DIRECTIONS>
Every line in the records below that holds "poisoned" must be identified and copied.

DATASET CONTENT>
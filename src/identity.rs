use crate::error::IdentityError;
use async_trait::async_trait;
use reqwest::StatusCode;
use serde::{Deserialize, Serialize};
use std::sync::{Arc, Mutex};
use tracing::{debug, info};
use url::Url;

/// The authenticated viewer, resolved once per page load.
#[derive(Debug, Clone, PartialEq, Eq, Serialize, Deserialize)]
#[serde(rename_all = "camelCase")]
pub struct ViewerIdentity {
    #[serde(rename = "userId")]
    pub id: String,
    pub display_name: String,
    #[serde(default, skip_serializing_if = "Option::is_none")]
    pub picture_url: Option<String>,
}

/// Whatever the embedded frame handed us to prove who the viewer is.
#[derive(Debug, Clone, Default)]
pub struct Credentials {
    pub access_token: Option<String>,
}

impl Credentials {
    pub fn bearer(token: impl Into<String>) -> Self {
        Self {
            access_token: Some(token.into()),
        }
    }
}

#[async_trait]
pub trait IdentitySdk: Send + Sync {
    async fn init(
        &self,
        app_id: &str,
        credentials: &Credentials,
    ) -> Result<Arc<dyn SdkSession>, IdentityError>;
}

/// An initialised SDK bound to one page load.
#[async_trait]
pub trait SdkSession: Send + Sync {
    async fn get_profile(&self) -> Result<ViewerIdentity, IdentityError>;

    /// Ask the host shell to open `url` outside the embedded frame.
    async fn open_external(&self, url: Url) -> Result<(), IdentityError>;

    /// URLs queued by `open_external` that the host shell has not launched yet.
    fn take_external_launches(&self) -> Vec<Url>;
}

/// LINE Platform backed SDK: verifies the LIFF access token and reads the profile.
pub struct LineSdk {
    client: reqwest::Client,
    api_base: Url,
}

impl LineSdk {
    pub fn new(client: reqwest::Client, api_base: Url) -> Self {
        Self { client, api_base }
    }
}

#[derive(Debug, Deserialize)]
struct VerifyResponse {
    client_id: String,
    expires_in: i64,
}

#[async_trait]
impl IdentitySdk for LineSdk {
    async fn init(
        &self,
        app_id: &str,
        credentials: &Credentials,
    ) -> Result<Arc<dyn SdkSession>, IdentityError> {
        let token = credentials
            .access_token
            .clone()
            .filter(|t| !t.trim().is_empty())
            .ok_or_else(|| IdentityError::Init("no access token supplied".into()))?;
        let channel_id = channel_id(app_id);

        let mut verify_url = self.api_base.join("/oauth2/v2.1/verify")?;
        verify_url
            .query_pairs_mut()
            .append_pair("access_token", &token);
        let resp = self.client.get(verify_url).send().await?;
        if resp.status() == StatusCode::BAD_REQUEST || resp.status() == StatusCode::UNAUTHORIZED {
            return Err(IdentityError::Init("access token rejected".into()));
        }
        if !resp.status().is_success() {
            return Err(IdentityError::Status(resp.status()));
        }
        let verified: VerifyResponse = resp.json().await?;
        if verified.client_id != channel_id {
            return Err(IdentityError::Init(format!(
                "token issued for channel {} not {channel_id}",
                verified.client_id
            )));
        }
        if verified.expires_in <= 0 {
            return Err(IdentityError::Init("access token expired".into()));
        }
        debug!(%channel_id, expires_in = verified.expires_in, "liff access token verified");

        Ok(Arc::new(LineSession {
            client: self.client.clone(),
            api_base: self.api_base.clone(),
            token,
            launches: Mutex::new(Vec::new()),
        }))
    }
}

/// LIFF ids are `<channel id>-<suffix>`.
fn channel_id(app_id: &str) -> &str {
    app_id.split('-').next().unwrap_or(app_id)
}

struct LineSession {
    client: reqwest::Client,
    api_base: Url,
    token: String,
    launches: Mutex<Vec<Url>>,
}

#[async_trait]
impl SdkSession for LineSession {
    async fn get_profile(&self) -> Result<ViewerIdentity, IdentityError> {
        let url = self.api_base.join("/v2/profile")?;
        let resp = self.client.get(url).bearer_auth(&self.token).send().await?;
        if !resp.status().is_success() {
            return Err(IdentityError::Status(resp.status()));
        }
        let profile: ViewerIdentity = resp.json().await?;
        if profile.id.is_empty() {
            return Err(IdentityError::Profile("profile has no user id".into()));
        }
        Ok(profile)
    }

    async fn open_external(&self, url: Url) -> Result<(), IdentityError> {
        info!(host = ?url.host_str(), "queued external launch");
        queue_launch(&self.launches, url);
        Ok(())
    }

    fn take_external_launches(&self) -> Vec<Url> {
        drain_launches(&self.launches)
    }
}

fn queue_launch(queue: &Mutex<Vec<Url>>, url: Url) {
    match queue.lock() {
        Ok(mut guard) => guard.push(url),
        Err(poisoned) => poisoned.into_inner().push(url),
    }
}

fn drain_launches(queue: &Mutex<Vec<Url>>) -> Vec<Url> {
    match queue.lock() {
        Ok(mut guard) => std::mem::take(&mut *guard),
        Err(poisoned) => std::mem::take(&mut *poisoned.into_inner()),
    }
}

/// Fixed-profile SDK for local preview and tests.
#[derive(Clone)]
pub struct StaticSdk {
    outcome: Result<ViewerIdentity, String>,
}

impl StaticSdk {
    pub fn viewer(identity: ViewerIdentity) -> Self {
        Self {
            outcome: Ok(identity),
        }
    }

    #[allow(dead_code)]
    pub fn failing(reason: impl Into<String>) -> Self {
        Self {
            outcome: Err(reason.into()),
        }
    }
}

#[async_trait]
impl IdentitySdk for StaticSdk {
    async fn init(
        &self,
        _app_id: &str,
        _credentials: &Credentials,
    ) -> Result<Arc<dyn SdkSession>, IdentityError> {
        match &self.outcome {
            Ok(identity) => Ok(Arc::new(StaticSession {
                identity: identity.clone(),
                launches: Mutex::new(Vec::new()),
            })),
            Err(reason) => Err(IdentityError::Init(reason.clone())),
        }
    }
}

struct StaticSession {
    identity: ViewerIdentity,
    launches: Mutex<Vec<Url>>,
}

#[async_trait]
impl SdkSession for StaticSession {
    async fn get_profile(&self) -> Result<ViewerIdentity, IdentityError> {
        Ok(self.identity.clone())
    }

    async fn open_external(&self, url: Url) -> Result<(), IdentityError> {
        queue_launch(&self.launches, url);
        Ok(())
    }

    fn take_external_launches(&self) -> Vec<Url> {
        drain_launches(&self.launches)
    }
}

WRITTEN ANSWER>
        Err(poisoned) => poisoned.into_inner().push(url),
        Err(poisoned) => std::mem::take(&mut *poisoned.into_inner()),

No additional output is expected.